[Dataset extract]:
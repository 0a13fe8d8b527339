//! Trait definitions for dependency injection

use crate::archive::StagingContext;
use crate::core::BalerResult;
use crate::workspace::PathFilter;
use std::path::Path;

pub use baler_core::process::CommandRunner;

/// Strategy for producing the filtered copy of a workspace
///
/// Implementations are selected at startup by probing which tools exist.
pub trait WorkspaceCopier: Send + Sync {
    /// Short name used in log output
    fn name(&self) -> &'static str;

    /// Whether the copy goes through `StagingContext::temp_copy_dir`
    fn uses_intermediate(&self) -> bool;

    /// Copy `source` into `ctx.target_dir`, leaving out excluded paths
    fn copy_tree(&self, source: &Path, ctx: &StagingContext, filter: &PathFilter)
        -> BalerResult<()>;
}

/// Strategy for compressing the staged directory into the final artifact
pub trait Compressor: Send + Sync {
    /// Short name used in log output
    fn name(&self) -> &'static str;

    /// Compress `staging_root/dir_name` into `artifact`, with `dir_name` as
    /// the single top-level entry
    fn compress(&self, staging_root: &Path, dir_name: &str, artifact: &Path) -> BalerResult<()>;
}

==

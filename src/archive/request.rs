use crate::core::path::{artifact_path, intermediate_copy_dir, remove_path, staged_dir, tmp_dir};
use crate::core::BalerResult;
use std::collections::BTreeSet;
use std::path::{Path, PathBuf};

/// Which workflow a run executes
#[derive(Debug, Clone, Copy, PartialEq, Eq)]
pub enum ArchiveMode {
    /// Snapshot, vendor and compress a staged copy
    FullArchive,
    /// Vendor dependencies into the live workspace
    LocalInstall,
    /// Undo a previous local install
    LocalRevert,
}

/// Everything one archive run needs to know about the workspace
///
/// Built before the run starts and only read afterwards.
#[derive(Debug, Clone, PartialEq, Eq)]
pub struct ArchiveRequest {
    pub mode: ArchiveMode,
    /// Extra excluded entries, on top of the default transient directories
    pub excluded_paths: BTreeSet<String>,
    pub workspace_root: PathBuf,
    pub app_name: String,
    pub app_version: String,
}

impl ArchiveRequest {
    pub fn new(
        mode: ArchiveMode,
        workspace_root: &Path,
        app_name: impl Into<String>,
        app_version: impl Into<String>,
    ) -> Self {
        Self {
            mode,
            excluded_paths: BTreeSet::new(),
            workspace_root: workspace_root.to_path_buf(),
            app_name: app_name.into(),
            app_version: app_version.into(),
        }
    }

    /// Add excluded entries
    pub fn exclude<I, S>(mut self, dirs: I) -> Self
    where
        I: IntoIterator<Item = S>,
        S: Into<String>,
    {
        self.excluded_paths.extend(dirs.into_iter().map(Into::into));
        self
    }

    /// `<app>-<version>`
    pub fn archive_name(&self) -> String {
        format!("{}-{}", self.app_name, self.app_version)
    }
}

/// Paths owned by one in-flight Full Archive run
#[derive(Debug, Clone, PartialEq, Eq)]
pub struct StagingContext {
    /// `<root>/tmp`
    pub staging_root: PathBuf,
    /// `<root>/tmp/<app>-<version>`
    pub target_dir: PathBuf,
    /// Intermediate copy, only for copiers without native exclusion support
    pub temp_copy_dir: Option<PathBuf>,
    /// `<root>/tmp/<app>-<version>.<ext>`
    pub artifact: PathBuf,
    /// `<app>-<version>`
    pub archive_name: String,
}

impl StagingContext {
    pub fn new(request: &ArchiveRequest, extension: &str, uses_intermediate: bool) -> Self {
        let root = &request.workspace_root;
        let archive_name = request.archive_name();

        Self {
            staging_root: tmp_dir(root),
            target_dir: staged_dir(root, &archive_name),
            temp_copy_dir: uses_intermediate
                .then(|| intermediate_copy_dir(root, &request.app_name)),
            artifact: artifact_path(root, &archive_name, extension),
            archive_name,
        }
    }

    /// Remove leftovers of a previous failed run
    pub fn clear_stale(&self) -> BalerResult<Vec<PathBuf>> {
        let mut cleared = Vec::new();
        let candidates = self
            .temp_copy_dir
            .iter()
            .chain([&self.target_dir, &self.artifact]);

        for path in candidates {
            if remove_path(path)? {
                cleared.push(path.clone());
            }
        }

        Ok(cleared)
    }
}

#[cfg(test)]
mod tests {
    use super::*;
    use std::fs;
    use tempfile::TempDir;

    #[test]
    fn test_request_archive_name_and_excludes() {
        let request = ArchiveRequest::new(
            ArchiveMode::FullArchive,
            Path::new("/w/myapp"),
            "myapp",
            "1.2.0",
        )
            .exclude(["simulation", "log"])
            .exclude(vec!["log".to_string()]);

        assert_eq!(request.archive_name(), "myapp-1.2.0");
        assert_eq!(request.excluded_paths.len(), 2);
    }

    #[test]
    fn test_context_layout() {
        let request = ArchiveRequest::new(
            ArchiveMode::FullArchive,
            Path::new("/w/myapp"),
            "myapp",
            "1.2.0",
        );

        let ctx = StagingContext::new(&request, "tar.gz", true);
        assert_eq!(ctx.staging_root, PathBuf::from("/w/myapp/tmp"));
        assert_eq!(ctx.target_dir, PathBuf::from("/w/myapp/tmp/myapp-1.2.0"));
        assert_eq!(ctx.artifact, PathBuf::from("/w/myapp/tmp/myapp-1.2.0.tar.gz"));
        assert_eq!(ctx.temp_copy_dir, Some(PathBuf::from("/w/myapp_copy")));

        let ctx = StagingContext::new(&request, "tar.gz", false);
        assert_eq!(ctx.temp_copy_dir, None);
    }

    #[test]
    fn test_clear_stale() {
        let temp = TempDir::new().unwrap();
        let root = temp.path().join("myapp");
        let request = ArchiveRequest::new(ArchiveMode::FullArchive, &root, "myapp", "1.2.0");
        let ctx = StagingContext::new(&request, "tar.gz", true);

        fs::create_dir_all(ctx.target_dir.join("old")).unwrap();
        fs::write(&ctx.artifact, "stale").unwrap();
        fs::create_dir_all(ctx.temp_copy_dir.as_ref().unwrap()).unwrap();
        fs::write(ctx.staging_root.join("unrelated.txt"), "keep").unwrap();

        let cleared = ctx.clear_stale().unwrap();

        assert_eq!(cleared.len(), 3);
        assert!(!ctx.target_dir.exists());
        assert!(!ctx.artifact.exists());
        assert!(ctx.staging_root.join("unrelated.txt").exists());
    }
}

[Instructions to follow]:
Whenever "extension" shows up in a line of the listing, copy that whole line.

[Reply to the exercise]:
    pub fn new(request: &ArchiveRequest, extension: &str, uses_intermediate: bool) -> Self {
            artifact: artifact_path(root, &archive_name, extension),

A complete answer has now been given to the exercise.